::: Data extracts :::

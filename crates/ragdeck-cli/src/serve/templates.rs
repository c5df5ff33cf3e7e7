//! HTML template rendering for the graph page.
//!
//! Templates are stored as separate files:
//! - `templates/index.html` - HTML structure
//! - `templates/styles.css` - CSS styles
//! - `templates/app.js` - JavaScript application code
//!
//! Files are embedded at compile time using `include_str!`.

const HTML_TEMPLATE: &str = include_str!("templates/index.html");
const STYLES: &str = include_str!("templates/styles.css");
const SCRIPT: &str = include_str!("templates/app.js");

/// Render the graph page.
///
/// Placeholders:
/// - `{{BACKEND_URL}}` - RAG backend shown in the header
/// - `{{PANEL_HEIGHT}}` - graph panel height in pixels
/// - `{{STYLES}}` - CSS styles
/// - `{{SCRIPT}}` - JavaScript code
pub fn render_graph_page(backend_url: &str, panel_height: u32) -> String {
    HTML_TEMPLATE
        .replace("{{BACKEND_URL}}", &html_escape(backend_url))
        .replace("{{PANEL_HEIGHT}}", &panel_height.to_string())
        .replace("{{STYLES}}", STYLES)
        .replace("{{SCRIPT}}", SCRIPT)
}

/// Escape HTML special characters.
fn html_escape(s: &str) -> String {
    s.replace('&', "&amp;")
        .replace('<', "&lt;")
        .replace('>', "&gt;")
        .replace('"', "&quot;")
        .replace('\'', "&#39;")
}
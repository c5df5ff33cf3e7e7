use chrono::{DateTime, Utc};
use uuid::Uuid;

use super::QueryMetrics;

/// One question and its (possibly partial) answer.
#[derive(Debug, Clone, PartialEq)]
pub struct Message {
    pub id: Uuid,
    pub query: String,
    pub response: String,
    pub timestamp: DateTime<Utc>,
    /// True until the answer is complete or has failed.
    pub streaming: bool,
    /// Non-blank lines of `response`, for display.
    pub lines: Vec<String>,
    pub error: Option<String>,
    pub metrics: Option<QueryMetrics>,
}

impl Message {
    fn new(query: impl Into<String>) -> Self {
        Self {
            id: Uuid::new_v4(),
            query: query.into(),
            response: String::new(),
            timestamp: Utc::now(),
            streaming: true,
            lines: Vec::new(),
            error: None,
            metrics: None,
        }
    }

    pub fn is_failed(&self) -> bool {
        self.error.is_some()
    }
}

fn split_lines(response: &str) -> Vec<String> {
    response
        .split('\n')
        .filter(|line| !line.trim().is_empty())
        .map(str::to_string)
        .collect()
}

/// Append-only chat history.
///
/// Entries are addressed by id, so a late chunk for one query can never land
/// in another query's entry.
#[derive(Debug, Clone, Default)]
pub struct Transcript {
    messages: Vec<Message>,
}

impl Transcript {
    pub fn new() -> Self {
        Self::default()
    }

    /// Append a streaming placeholder for `query`.
    pub fn begin(&mut self, query: impl Into<String>) -> Uuid {
        let message = Message::new(query);
        let id = message.id;
        self.messages.push(message);
        id
    }

    /// Replace the response of a streaming entry. Returns false when the entry
    /// is unknown or no longer streaming.
    pub fn apply_response(&mut self, id: Uuid, response: impl Into<String>) -> bool {
        match self.streaming_mut(id) {
            Some(message) => {
                message.response = response.into();
                message.lines = split_lines(&message.response);
                true
            }
            None => false,
        }
    }

    /// Mark an entry complete.
    pub fn finish(&mut self, id: Uuid, metrics: Option<QueryMetrics>) -> bool {
        match self.streaming_mut(id) {
            Some(message) => {
                message.streaming = false;
                message.metrics = metrics;
                true
            }
            None => false,
        }
    }

    /// Mark an entry failed. The partial response is kept.
    pub fn fail(&mut self, id: Uuid, error: impl Into<String>) -> bool {
        match self.streaming_mut(id) {
            Some(message) => {
                message.streaming = false;
                message.error = Some(error.into());
                true
            }
            None => false,
        }
    }

    fn streaming_mut(&mut self, id: Uuid) -> Option<&mut Message> {
        self.messages
            .iter_mut()
            .find(|m| m.id == id)
            .filter(|m| m.streaming)
    }

    pub fn get(&self, id: Uuid) -> Option<&Message> {
        self.messages.iter().find(|m| m.id == id)
    }

    pub fn last(&self) -> Option<&Message> {
        self.messages.last()
    }

    pub fn messages(&self) -> &[Message] {
        &self.messages
    }

    pub fn len(&self) -> usize {
        self.messages.len()
    }

    pub fn is_empty(&self) -> bool {
        self.messages.is_empty()
    }

    /// Whether any entry is still receiving an answer.
    pub fn streaming(&self) -> bool {
        self.messages.iter().any(|m| m.streaming)
    }
}
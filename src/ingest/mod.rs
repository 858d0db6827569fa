//! # Tabular Ingestion
//!
//! CSV → [`SkillGraph`](crate::model::SkillGraph). Header matching,
//! relation-cell splitting and column detection are pure functions; only
//! the loader touches the filesystem.

pub mod normalize;
pub mod relations;
pub mod columns;
pub mod loader;

pub use columns::{ColumnMap, Concept};
pub use loader::{
    load, load_from_reader, load_with_rng, LoadReport, RelationKind, UnresolvedRelation,
};
pub use normalize::normalize_key;
pub use relations::parse_relations;
//! Wavefront OBJ export — nodes as vertices, edges as line elements.
//!
//! ```text
//! # Career Skills Network
//! # 3 nodes, 2 edges
//!
//! v 1.000000 -2.500000 0.125000
//! ...
//!
//! l 1 2
//! ```
//!
//! Vertex indices are 1-based and follow node order.

use std::io::Write;

use hashbrown::HashMap;

use crate::model::SkillGraph;
use crate::Result;

pub const OBJ_TITLE: &str = "Career Skills Network";

/// Export a graph as OBJ geometry. Edges whose endpoints are not both
/// nodes are left out.
pub fn export_obj(graph: &SkillGraph, writer: &mut dyn Write) -> Result<()> {
    writeln!(writer, "# {}", OBJ_TITLE)?;
    writeln!(writer, "# {} nodes, {} edges", graph.node_count(), graph.edge_count())?;
    writeln!(writer)?;

    for node in graph.nodes() {
        let p = node.position;
        writeln!(writer, "v {:.6} {:.6} {:.6}", p.x, p.y, p.z)?;
    }

    writeln!(writer)?;

    let vertex: HashMap<&str, usize> = graph
        .nodes()
        .iter()
        .enumerate()
        .map(|(i, n)| (n.name.as_str(), i + 1))
        .collect();

    for edge in graph.edges() {
        if let (Some(s), Some(t)) = (
            vertex.get(edge.source.as_str()),
            vertex.get(edge.target.as_str()),
        ) {
            writeln!(writer, "l {} {}", s, t)?;
        }
    }

    Ok(())
}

:::

**Task**:
Would you please restate all of the entries exactly?

**Reply to the task**:
filename crates/ragdeck-cli/src/serve/templates.rs
repository c5df5ff33cf3e7e7
//! HTML template rendering for the graph page.
//!
//! Templates are stored as separate files:
//! - `templates/index.html` - HTML structure
//! - `templates/styles.css` - CSS styles
//! - `templates/app.js` - JavaScript application code
//!
//! Files are embedded at compile time using `include_str!`.

const HTML_TEMPLATE: &str = include_str!("templates/index.html");
const STYLES: &str = include_str!("templates/styles.css");
const SCRIPT: &str = include_str!("templates/app.js");

/// Render the graph page.
///
/// Placeholders:
/// - `{{BACKEND_URL}}` - RAG backend shown in the header
/// - `{{PANEL_HEIGHT}}` - graph panel height in pixels
/// - `{{STYLES}}` - CSS styles
/// - `{{SCRIPT}}` - JavaScript code
pub fn render_graph_page(backend_url: &str, panel_height: u32) -> String {
    HTML_TEMPLATE
        .replace("{{BACKEND_URL}}", &html_escape(backend_url))
        .replace("{{PANEL_HEIGHT}}", &panel_height.to_string())
        .replace("{{STYLES}}", STYLES)
        .replace("{{SCRIPT}}", SCRIPT)
}

/// Escape HTML special characters.
fn html_escape(s: &str) -> String {
    s.replace('&', "&amp;")
        .replace('<', "&lt;")
        .replace('>', "&gt;")
        .replace('"', "&quot;")
        .replace('\'', "&#39;")
}
repository c5df5ff33cf3e7e7
use chrono::{DateTime, Utc};
use uuid::Uuid;

use super::QueryMetrics;

/// One question and its (possibly partial) answer.
#[derive(Debug, Clone, PartialEq)]
pub struct Message {
    pub id: Uuid,
    pub query: String,
    pub response: String,
    pub timestamp: DateTime<Utc>,
    /// True until the answer is complete or has failed.
    pub streaming: bool,
    /// Non-blank lines of `response`, for display.
    pub lines: Vec<String>,
    pub error: Option<String>,
    pub metrics: Option<QueryMetrics>,
}

impl Message {
    fn new(query: impl Into<String>) -> Self {
        Self {
            id: Uuid::new_v4(),
            query: query.into(),
            response: String::new(),
            timestamp: Utc::now(),
            streaming: true,
            lines: Vec::new(),
            error: None,
            metrics: None,
        }
    }

    pub fn is_failed(&self) -> bool {
        self.error.is_some()
    }
}

fn split_lines(response: &str) -> Vec<String> {
    response
        .split('\n')
        .filter(|line| !line.trim().is_empty())
        .map(str::to_string)
        .collect()
}

/// Append-only chat history.
///
/// Entries are addressed by id, so a late chunk for one query can never land
/// in another query's entry.
#[derive(Debug, Clone, Default)]
pub struct Transcript {
    messages: Vec<Message>,
}

impl Transcript {
    pub fn new() -> Self {
        Self::default()
    }

    /// Append a streaming placeholder for `query`.
    pub fn begin(&mut self, query: impl Into<String>) -> Uuid {
        let message = Message::new(query);
        let id = message.id;
        self.messages.push(message);
        id
    }

    /// Replace the response of a streaming entry. Returns false when the entry
    /// is unknown or no longer streaming.
    pub fn apply_response(&mut self, id: Uuid, response: impl Into<String>) -> bool {
        match self.streaming_mut(id) {
            Some(message) => {
                message.response = response.into();
                message.lines = split_lines(&message.response);
                true
            }
            None => false,
        }
    }

    /// Mark an entry complete.
    pub fn finish(&mut self, id: Uuid, metrics: Option<QueryMetrics>) -> bool {
        match self.streaming_mut(id) {
            Some(message) => {
                message.streaming = false;
                message.metrics = metrics;
                true
            }
            None => false,
        }
    }

    /// Mark an entry failed. The partial response is kept.
    pub fn fail(&mut self, id: Uuid, error: impl Into<String>) -> bool {
        match self.streaming_mut(id) {
            Some(message) => {
                message.streaming = false;
                message.error = Some(error.into());
                true
            }
            None => false,
        }
    }

    fn streaming_mut(&mut self, id: Uuid) -> Option<&mut Message> {
        self.messages
            .iter_mut()
            .find(|m| m.id == id)
            .filter(|m| m.streaming)
    }

    pub fn get(&self, id: Uuid) -> Option<&Message> {
        self.messages.iter().find(|m| m.id == id)
    }

    pub fn last(&self) -> Option<&Message> {
        self.messages.last()
    }

    pub fn messages(&self) -> &[Message] {
        &self.messages
    }

    pub fn len(&self) -> usize {
        self.messages.len()
    }

    pub fn is_empty(&self) -> bool {
        self.messages.is_empty()
    }

    /// Whether any entry is still receiving an answer.
    pub fn streaming(&self) -> bool {
        self.messages.iter().any(|m| m.streaming)
    }
}
filename src/ingest/mod.rs
repository 858d0db6827569fa
//! # Tabular Ingestion
//!
//! CSV → [`SkillGraph`](crate::model::SkillGraph). Header matching,
//! relation-cell splitting and column detection are pure functions; only
//! the loader touches the filesystem.

pub mod normalize;
pub mod relations;
pub mod columns;
pub mod loader;

pub use columns::{ColumnMap, Concept};
pub use loader::{
    load, load_from_reader, load_with_rng, LoadReport, RelationKind, UnresolvedRelation,
};
pub use normalize::normalize_key;
pub use relations::parse_relations;
//! Wavefront OBJ export — nodes as vertices, edges as line elements.
//!
//! ```text
//! # Career Skills Network
//! # 3 nodes, 2 edges
//!
//! v 1.000000 -2.500000 0.125000
//! ...
//!
//! l 1 2
//! ```
//!
//! Vertex indices are 1-based and follow node order.

use std::io::Write;

use hashbrown::HashMap;

use crate::model::SkillGraph;
use crate::Result;

pub const OBJ_TITLE: &str = "Career Skills Network";

/// Export a graph as OBJ geometry. Edges whose endpoints are not both
/// nodes are left out.
pub fn export_obj(graph: &SkillGraph, writer: &mut dyn Write) -> Result<()> {
    writeln!(writer, "# {}", OBJ_TITLE)?;
    writeln!(writer, "# {} nodes, {} edges", graph.node_count(), graph.edge_count())?;
    writeln!(writer)?;

    for node in graph.nodes() {
        let p = node.position;
        writeln!(writer, "v {:.6} {:.6} {:.6}", p.x, p.y, p.z)?;
    }

    writeln!(writer)?;

    let vertex: HashMap<&str, usize> = graph
        .nodes()
        .iter()
        .enumerate()
        .map(|(i, n)| (n.name.as_str(), i + 1))
        .collect();

    for edge in graph.edges() {
        if let (Some(s), Some(t)) = (
            vertex.get(edge.source.as_str()),
            vertex.get(edge.target.as_str()),
        ) {
            writeln!(writer, "l {} {}", s, t)?;
        }
    }

    Ok(())
}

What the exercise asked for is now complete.